AndrewVos: Hör zu, wie deine KI an deinem Code leidet
Das GitHub-Projekt 'endless-toil' von AndrewVos trägt den provokanten Titel 'Hear your agent suffer through your code'. Dieser deutet an, dass es eine Methode bietet, das vermeintliche 'Leiden' eines KI-Agenten bei der Code-Bearbeitung akustisch wahrzunehmen. Weitere Details zur Funktionsweise sind im vorliegenden Auszug nicht ersichtlich, und das Projekt hat auf Hacker News bisher keine Resonanz gefunden (HN-Score: 0).

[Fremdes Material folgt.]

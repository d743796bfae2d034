//! Test doubles and common utilities for updater contract tests
//!
//! The doubles are scripted: tests queue failures up front and inspect
//! call counters afterwards.

#![allow(dead_code)]

use homeip_core::error::{Error, Result};
use homeip_core::traits::{DnsProvider, DnsRecord, IpSource, UpdateRequest};
use homeip_core::{UpdaterConfig, UpdaterEvent};
use std::collections::VecDeque;
use std::net::IpAddr;
use std::sync::atomic::{AtomicUsize, Ordering};
use std::sync::{Arc, Mutex};
use std::time::Duration;
use tokio::sync::mpsc;

/// Domain used by every contract test
pub const DOMAIN: &str = "example.com";

/// An IpSource that replays queued results, then a fixed IP
#[derive(Clone)]
pub struct ScriptedIpSource {
    fallback: IpAddr,
    script: Arc<Mutex<VecDeque<Result<IpAddr>>>>,
    call_count: Arc<AtomicUsize>,
}

impl ScriptedIpSource {
    pub fn new(ip: &str) -> Self {
        Self {
            fallback: ip.parse().expect("valid test IP"),
            script: Arc::new(Mutex::new(VecDeque::new())),
            call_count: Arc::new(AtomicUsize::new(0)),
        }
    }

    /// Make the next call fail
    pub fn fail_next(&self, message: &str) {
        self.script
            .lock()
            .unwrap()
            .push_back(Err(Error::ip_source(message)));
    }

    /// Get the number of times current() was called
    pub fn call_count(&self) -> usize {
        self.call_count.load(Ordering::SeqCst)
    }
}

#[async_trait::async_trait]
impl IpSource for ScriptedIpSource {
    async fn current(&self) -> Result<IpAddr> {
        self.call_count.fetch_add(1, Ordering::SeqCst);
        match self.script.lock().unwrap().pop_front() {
            Some(result) => result,
            None => Ok(self.fallback),
        }
    }
}

/// A DnsProvider backed by an in-memory record list
///
/// Successful updates are applied to the list, so the next cycle observes
/// them the way it would observe a real provider.
#[derive(Clone, Default)]
pub struct MockDnsProvider {
    records: Arc<Mutex<Vec<DnsRecord>>>,
    pending_list_failures: Arc<AtomicUsize>,
    pending_update_failures: Arc<AtomicUsize>,
    list_call_count: Arc<AtomicUsize>,
    update_attempts: Arc<AtomicUsize>,
    updates: Arc<Mutex<Vec<(String, UpdateRequest)>>>,
}

impl MockDnsProvider {
    pub fn with_records(records: Vec<DnsRecord>) -> Self {
        let provider = Self::default();
        *provider.records.lock().unwrap() = records;
        provider
    }

    /// Fail the next `n` list_records() calls with a provider error
    pub fn fail_next_lists(&self, n: usize) {
        self.pending_list_failures.store(n, Ordering::SeqCst);
    }

    /// Fail the next `n` update_record() calls with a provider error
    pub fn fail_next_updates(&self, n: usize) {
        self.pending_update_failures.store(n, Ordering::SeqCst);
    }

    /// Get the number of times list_records() was called
    pub fn list_call_count(&self) -> usize {
        self.list_call_count.load(Ordering::SeqCst)
    }

    /// Get the number of update_record() calls, failed ones included
    pub fn update_attempts(&self) -> usize {
        self.update_attempts.load(Ordering::SeqCst)
    }

    /// Get the successful updates as (domain, request) pairs
    pub fn updates(&self) -> Vec<(String, UpdateRequest)> {
        self.updates.lock().unwrap().clone()
    }

    fn take_failure(counter: &AtomicUsize) -> bool {
        counter
            .fetch_update(Ordering::SeqCst, Ordering::SeqCst, |n| n.checked_sub(1))
            .is_ok()
    }
}

#[async_trait::async_trait]
impl DnsProvider for MockDnsProvider {
    async fn list_records(&self, _domain: &str) -> Result<Vec<DnsRecord>> {
        self.list_call_count.fetch_add(1, Ordering::SeqCst);
        if Self::take_failure(&self.pending_list_failures) {
            return Err(Error::provider("mock", "HTTP error: 503 Service Unavailable"));
        }
        Ok(self.records.lock().unwrap().clone())
    }

    async fn update_record(&self, domain: &str, request: &UpdateRequest) -> Result<()> {
        self.update_attempts.fetch_add(1, Ordering::SeqCst);
        if Self::take_failure(&self.pending_update_failures) {
            return Err(Error::provider("mock", "HTTP error: 500 Internal Server Error"));
        }

        let mut records = self.records.lock().unwrap();
        for record in records.iter_mut() {
            if homeip_core::fqdn::matches(&record.name, &request.name)
                && record.record_type == request.record_type
            {
                record.content = vec![request.ip.to_string()];
            }
        }
        self.updates
            .lock()
            .unwrap()
            .push((domain.to_string(), request.clone()));
        Ok(())
    }

    fn provider_name(&self) -> &'static str {
        "mock"
    }
}

/// A DnsProvider whose list call never completes
pub struct HangingProvider;

#[async_trait::async_trait]
impl DnsProvider for HangingProvider {
    async fn list_records(&self, _domain: &str) -> Result<Vec<DnsRecord>> {
        std::future::pending().await
    }

    async fn update_record(&self, _domain: &str, _request: &UpdateRequest) -> Result<()> {
        std::future::pending().await
    }

    fn provider_name(&self) -> &'static str {
        "hanging"
    }
}

/// Build a record the way a provider would list it
pub fn record(name: &str, record_type: &str, content: &[&str]) -> DnsRecord {
    DnsRecord::new(
        name,
        record_type,
        content.iter().map(|c| c.to_string()).collect(),
    )
}

/// Helper to create a minimal UpdaterConfig for testing
pub fn minimal_config(record: &str) -> UpdaterConfig {
    UpdaterConfig::new(DOMAIN, record).with_check_interval(Duration::from_millis(20))
}

/// Wait (bounded) for the next event matching `predicate`
pub async fn next_matching<F>(rx: &mut mpsc::Receiver<UpdaterEvent>, predicate: F) -> UpdaterEvent
where
    F: Fn(&UpdaterEvent) -> bool,
{
    tokio::time::timeout(Duration::from_secs(5), async {
        loop {
            match rx.recv().await {
                Some(event) if predicate(&event) => return event,
                Some(_) => continue,
                None => panic!("event channel closed before expected event"),
            }
        }
    })
    .await
    .expect("timed out waiting for updater event")
}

Mojo 1.0 Beta: Python-Stil, C++-Leistung für KI-Hardware
Mojo, die für KI-Systeme entwickelte Programmiersprache, hat die Beta-Version 1.0 erreicht. Sie verspricht, die intuitive Syntax von Python mit der Performance von C++ zu vereinen, um schnelle KI-Anwendungen zu schreiben. Ziel ist die effiziente Entwicklung auf verschiedenster Hardware, von CPUs bis GPUs, ohne vendor lock-in, mit Fokus auf Benutzerfreundlichkeit und Speichersicherheit.
IBM Granite 4.1: 8B-Modell liefert 32B MoE Leistung – Effizienz-Champion?
IBM hat mit Granite 4.1 ein 8B-Sprachmodell vorgestellt, das nach eigenen Angaben locker mit der Leistung von deutlich größeren 32B Mixture-of-Experts (MoE)-Modellen mithalten kann. Das ist ein echtes Statement, denn weniger Parameter bedeuten nicht nur niedrigere Betriebskosten, sondern auch schnellere Inferenzzeiten – ein Game-Changer für den praktischen Einsatz in Unternehmen. Es beweist einmal mehr: Cleveres Design sticht pure Größe und ist die wahre Richtung für leistungsstarke, bezahlbare KI.
Claude Opus 4.7: Neuer Tokenizer zählt 47% mehr Tokens für gleichen Inhalt
Der neue Tokenizer von Claude Opus 4.7 führt zu einem unerwartet hohen Token-Verbrauch: Messungen zeigen, dass derselbe Input bis zu 1,47-mal mehr Tokens zählt, während Anthropic nur 1,0-1,35x angab. Das bedeutet, obwohl der 'Sticker Price' pro Token gleich bleibt, steigen die effektiven Kosten pro Session, da Quoten schneller aufgebraucht und Rate Limits früher erreicht werden. Ein versteckter Kostentreiber für alle, die das Modell intensiv nutzen.
Lokal-LLMs im Flieger: MacBook M5 Max stemmt 10 Stunden offline
Ein Autor hat auf einem 10-Stunden-Flug getestet, wie leistungsfähig lokale LLMs wie Gemma 4 31B und Qwen 4.6 36B auf einem MacBook Pro M5 Max mit 128GB sind. Über LM Studio generierte er ein komplexes Billing-Tool und verarbeitete Millionen von Tokens, wobei die Qualität für spezifische Aufgaben mit Frontier-Modellen mithalten konnte. Grenzen zeigten sich bei Akkulaufzeit (1% pro Minute), Hitze und Context-Länge (Abbau nach 100k Tokens), was aber die beeindruckende Offline-Performance nicht schmälert.
Kimi K2.6: Fortschritt für Open-Source-Code und KI-Agenten
Kimi K2.6, das jüngste Open-Source-Modell, liefert State-of-the-Art-Coding, Long-Horizon-Ausführung und Agent Swarm-Fähigkeiten. Es zeigt deutliche Verbesserungen bei komplexen Programmieraufgaben über Sprachen wie Rust und Python hinweg, demonstriert dies unter anderem durch die Bereitstellung von Qwen3.5-0.8B auf Mac und Optimierungen in Zig.